Marijuana legalization has been a very controversial topic over the past few years, hitting its peak this year.
With Congress’ historical decision right around the corner, the fate of federal marijuana legalization hangs in the balance.
Feature photo source: Unsplash
Members of the US House of Representatives are expected to vote Friday on The Marijuana Opportunity, Reinvestment, and Expungement Act (a/k/a The #MOREAct).
Why is this a really big deal?
— NORML (@NORML) December 3, 2020
New States that have Legalized Marijuana
The substance currently termed as a “Schedule I controlled substance” somehow got five more states to legalize it in November.
These five new states include New Jersey, South Dakota, Montana, Mississippi and Arizona. Mississippi voted to allow medical marijuana.
This brings the total states in support of recreational adult use to 15. Medical marijuana is legal in 35 states today.
Why all the Fuss?
Despite national support for federal legalization being at an all-time high, federally, marijuana is still considered illegal.
Because of this, federal agents can still arrest those in possession of the drug, even if it is legal in that particular state.
The MORE Act
The Marijuana Opportunity, Reinvestment and Expungement (MORE) Act is every marijuana enthusiast’s dream.
It was introduced in 2019 in a bid to remove marijuana from the federal Controlled Substances Act.
The U.S. House of Representative is scheduled to deliberate this week on the legislation which calls for federal legalization of marijuana. This landmark ruling stands a chance to change the trajectory of marijuana forever.
The UN Reclassifies Cannabis
The United Nations on Wednesday reclassified cannabis from its Schedule IV classification. It is no longer termed a risky narcotic like heroine and opioids.
Many hope that this is a precursor to the direction in which the House of Representative’s vote will fall.
While many arguments have been made against marijuana, legalizing it has various advantages to the US economy, as well as the well-being of its citizens.
Marijuana as an Economic Booster
Marijuana is a burgeoning billion-dollar industry and admittedly one of America’s top-selling agricultural products. Legalizing marijuana could mean a big push to state economies which have been greatly affected by the pandemic.
Mary Jane sales in the US in 2019 alone totalled upwards of $12 billion.
California contributed to a huge chunk of those profits. Over the last two years, California’s cannabis sales generated $411.3 million in excise tax, $98.9 million in cultivation tax, and $335.1 million in sales tax.
Within the first year of opening marijuana retailers, The Massachusetts Cannabis Control Commission reported sales worth $393.7 million.
The cannabis analytics company New Frontier reported that in five years, federally legal cannabis could generate over $100 billion in aggregate federal tax revenue.
Reduce Financial Burden On The Judicial System
Efforts to reduce marijuana use in the United States over the past four decades have largely depended on arrest, imprisonment and incarceration. The government spends approximately $29 billion every year on enforcing drug prohibition alone.
Police dedicate $3.6 billion annually to enforcing possession laws and make about 820,000 arrests per year.
Legalizing weed federally means a significant portion of these billions could be reallocated to other sectors of the economy.
Marijuana Criminal Record Expungement
Making cannabis legal at the federal level has the ripple effect of clearing criminal records of those affected.
In various different states, being caught in possession of marijuana, no matter how little, results in a criminal conviction.
Criminal convictions often carry collateral consequences and long-term financial effects on individuals and their families. These include restrictions on professional licensing, government benefits and more.
For a long time, the judicial system’s reputation has been tainted by racial inequalities and social injustice. Cannabis arrests in particular have demonstrated the clear racial disparity in the judicial system.
A 2020 analysis by the American Civil Liberties Union, concluded, “Black people are 3.64 times more likely than white people to be arrested for marijuana possession, notwithstanding comparable usage rates.” Authors reported, “In every single state, Black people were more likely to be arrested for marijuana possession, and in some states, Black people were up to six, eight, or almost ten times more likely to be arrested.

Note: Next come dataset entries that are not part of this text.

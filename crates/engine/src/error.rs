// EDB - Ethereum Debugger
// Copyright (C) 2024 Zhuo Zhang and Wuqi Zhang
//
// This program is free software: you can redistribute it and/or modify
// it under the terms of the GNU Affero General Public License as published by
// the Free Software Foundation, either version 3 of the License, or
// (at your option) any later version.
//
// This program is distributed in the hope that it will be useful,
// but WITHOUT ANY WARRANTY; without even the implied warranty of
// MERCHANTABILITY or FITNESS FOR A PARTICULAR PURPOSE. See the
// GNU Affero General Public License for more details.
//
// You should have received a copy of the GNU Affero General Public License
// along with this program. If not, see <https://www.gnu.org/licenses/>.

//! Error taxonomy of the debug session.
//!
//! - [`LoadError`] is surfaced to whoever started the load.
//! - [`NavigationError`] reports caller bugs such as out-of-range jumps.
//! - Address and source lookup failures never surface as errors: they are downgraded
//!   to [`UnresolvedReason`](rdb_common::types::UnresolvedReason) values.
//! - A second load while one is in flight is not an error at all, see
//!   [`LoadOutcome::Ignored`](crate::LoadOutcome::Ignored).

use std::time::Duration;

use thiserror::Error;

/// Failure to load a trace
#[derive(Debug, Clone, PartialEq, Eq, Error)]
pub enum LoadError {
    /// The transaction reference does not designate a known transaction
    #[error("transaction not found: {0}")]
    TransactionNotFound(String),
    /// The trace provider failed
    #[error("trace provider failed: {0}")]
    Provider(String),
    /// The provider returned a trace without steps
    #[error("trace for {0} has no steps")]
    EmptyTrace(String),
    /// The provider did not answer in time
    #[error("loading timed out after {0:?}")]
    Timeout(Duration),
}

impl LoadError {
    /// Wrap a collaborator error, keeping its full cause chain in the message
    pub fn provider(err: eyre::Report) -> Self {
        Self::Provider(format!("{err:#}"))
    }
}

/// Failure to move the step cursor
#[derive(Debug, Clone, Copy, PartialEq, Eq, Error)]
pub enum NavigationError {
    /// No trace is loaded
    #[error("no trace loaded")]
    NotLoaded,
    /// Requested step is outside the trace
    #[error("step {index} out of bounds (total {len})")]
    OutOfRange {
        /// Requested step
        index: usize,
        /// Number of steps
        len: usize,
    },
}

In 31 states, racial disparities were actually larger in 2018 than they were in 2010.”
Through legalization, these disparities will reduce significantly restoring faith in the justice system.
Reduces Crime and Violence
The black market is thriving partly because cannabis is still illegal. By virtue of the nature of the business, acquiring and selling marijuana illegally means higher chances of gang-related crime and violence. This leaves Americans vulnerable to attacks.

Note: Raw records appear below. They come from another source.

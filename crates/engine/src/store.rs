// EDB - Ethereum Debugger
// Copyright (C) 2024 Zhuo Zhang and Wuqi Zhang
//
// This program is free software: you can redistribute it and/or modify
// it under the terms of the GNU Affero General Public License as published by
// the Free Software Foundation, either version 3 of the License, or
// (at your option) any later version.
//
// This program is distributed in the hope that it will be useful,
// but WITHOUT ANY WARRANTY; without even the implied warranty of
// MERCHANTABILITY or FITNESS FOR A PARTICULAR PURPOSE. See the
// GNU Affero General Public License for more details.
//
// You should have received a copy of the GNU Affero General Public License
// along with this program. If not, see <https://www.gnu.org/licenses/>.

//! The loaded trace of a session and the pipeline that produces it.

use std::{
    collections::HashMap,
    sync::{Arc, Weak},
    time::Duration,
};

use parking_lot::Mutex;
use rdb_common::types::{
    CompilationArtifactView, ExecutingAddress, LocationOutcome, ResolvedLocation, Step, Trace,
    TransactionRecord, TransactionRef, UnresolvedReason,
};
use tracing::{debug, info, trace};

use crate::{
    error::LoadError,
    frames::CallFrameIndex,
    provider::{resolve_transaction, TraceProvider},
    source::{ContractSourceMap, SourceLocationResolver},
};

type PreparedMap = Result<Arc<ContractSourceMap>, UnresolvedReason>;

/// Prepared mapping tables for the most recently used artifact
#[derive(Debug, Default)]
struct SourceMapCache {
    /// Identity of the artifact the maps were prepared against
    artifact: Weak<CompilationArtifactView>,
    maps: HashMap<ExecutingAddress, PreparedMap>,
}

impl SourceMapCache {
    fn is_for(&self, artifact: &Arc<CompilationArtifactView>) -> bool {
        std::ptr::eq(self.artifact.as_ptr(), Arc::as_ptr(artifact))
    }
}

/// A trace together with the indices built over it
///
/// Immutable once built and shared between the session and background work.
#[derive(Debug)]
pub struct LoadedTrace {
    /// Transaction the trace was recorded for
    pub transaction: TransactionRecord,
    /// Recorded steps and frame code
    pub trace: Trace,
    /// Executing-address index
    pub frames: CallFrameIndex,
    source_maps: Mutex<SourceMapCache>,
}

impl LoadedTrace {
    /// Index a trace. Traces without steps are rejected, since they admit no cursor.
    pub fn new(transaction: TransactionRecord, mut trace: Trace) -> Result<Self, LoadError> {
        if trace.is_empty() {
            return Err(LoadError::EmptyTrace(transaction.hash.to_string()));
        }

        // The top-level frame is whatever the transaction targets
        let root = transaction.root_address();
        if trace.root != root {
            debug!(provider_root = %trace.root, %root, "Using transaction target as trace root");
            trace.root = root;
        }

        let frames = CallFrameIndex::build(&trace);
        Ok(Self { transaction, trace, frames, source_maps: Mutex::default() })
    }

    /// Number of steps
    pub fn len(&self) -> usize {
        self.trace.len()
    }

    /// Whether the trace has no steps. Always false for a built trace.
    pub fn is_empty(&self) -> bool {
        self.trace.is_empty()
    }

    /// Raw step data
    pub fn step(&self, index: usize) -> Option<&Step> {
        self.trace.get(index)
    }

    /// Executing address at a step, `None` if it cannot be determined
    pub fn address_at(&self, index: usize) -> Option<ExecutingAddress> {
        self.frames.address_at(index).ok()
    }

    /// Mapping table for the code executed by `address`, prepared at most once per
    /// artifact. Switching to another artifact drops the maps of the previous one.
    pub fn source_map(
        &self,
        resolver: &SourceLocationResolver,
        address: &ExecutingAddress,
        artifact: &Arc<CompilationArtifactView>,
    ) -> Result<Arc<ContractSourceMap>, UnresolvedReason> {
        {
            let mut cache = self.source_maps.lock();
            if !cache.is_for(artifact) {
                cache.artifact = Arc::downgrade(artifact);
                cache.maps.clear();
            } else if let Some(map) = cache.maps.get(address) {
                return map.clone();
            }
        }

        // Prepared outside the lock; a concurrent miss for the same address just
        // prepares an equal table
        let map = resolver.prepare(address, &self.trace, Some(artifact)).map(Arc::new);
        let mut cache = self.source_maps.lock();
        if cache.is_for(artifact) {
            trace!(%address, "Cached source map");
            cache.maps.insert(*address, map.clone());
        }
        map
    }

    /// Resolve the source location of a step
    pub fn resolve(
        &self,
        resolver: &SourceLocationResolver,
        step: usize,
        artifact: Option<&Arc<CompilationArtifactView>>,
    ) -> ResolvedLocation {
        let outcome = match (self.frames.address_at(step), self.trace.get(step), artifact) {
            (Err(err), _, _) => UnresolvedReason::Address(err).into(),
            (Ok(_), None, _) => UnresolvedReason::NoCode.into(),
            (Ok(_), Some(_), None) => UnresolvedReason::NoArtifact.into(),
            (Ok(address), Some(executed), Some(artifact)) => {
                match self.source_map(resolver, &address, artifact) {
                    Ok(map) => resolver.locate(&map, executed.pc, artifact),
                    Err(reason) => reason.into(),
                }
            }
        };

        if let LocationOutcome::Unresolved(reason) = &outcome {
            debug!(step, %reason, "No source location for step");
        }
        ResolvedLocation { step, outcome }
    }
}

/// Fetch and index the trace of a transaction
pub async fn load_trace<P>(
    provider: &P,
    tx: TransactionRef,
    timeout: Option<Duration>,
) -> Result<LoadedTrace, LoadError>
where
    P: TraceProvider + ?Sized,
{
    let fetch = async {
        let record = resolve_transaction(provider, tx).await?;
        let trace = provider.trace(record.clone()).await.map_err(LoadError::provider)?;
        Ok::<_, LoadError>((record, trace))
    };

    let (record, trace) = match timeout {
        Some(limit) => {
            tokio::time::timeout(limit, fetch).await.map_err(|_| LoadError::Timeout(limit))??
        }
        None => fetch.await?,
    };

    let hash = record.hash;
    // Replaying depth markers is linear in the trace length
    let loaded = tokio::task::spawn_blocking(move || LoadedTrace::new(record, trace))
        .await
        .map_err(|e| LoadError::Provider(format!("trace indexing task failed: {e}")))??;

    info!(
        provider = provider.name(),
        tx = %hash,
        steps = loaded.len(),
        frames = loaded.frames.frames().len(),
        "Loaded trace"
    );
    Ok(loaded)
}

Legalization would reduce the proliferation of the sale of cannabis on the black market. Therefore, marijuana-related crime would go down.
Job Creation and A Source of Income
Lastly, legalizing the drug would create employment for many people in the country. There are many stages of involved before a sale is made, including growing and manufacturing where people are needed. More dispensaries mean more manpower.
According to Leafly’s 2019 Cannabis Jobs Count, cannabis directly employs more than 211,000 full-time workers in the U.S.
With federal legalization, cannabis jobs could power the US economy to great heights.
Marijuana, therefore, may well deserve a yes at the federal level.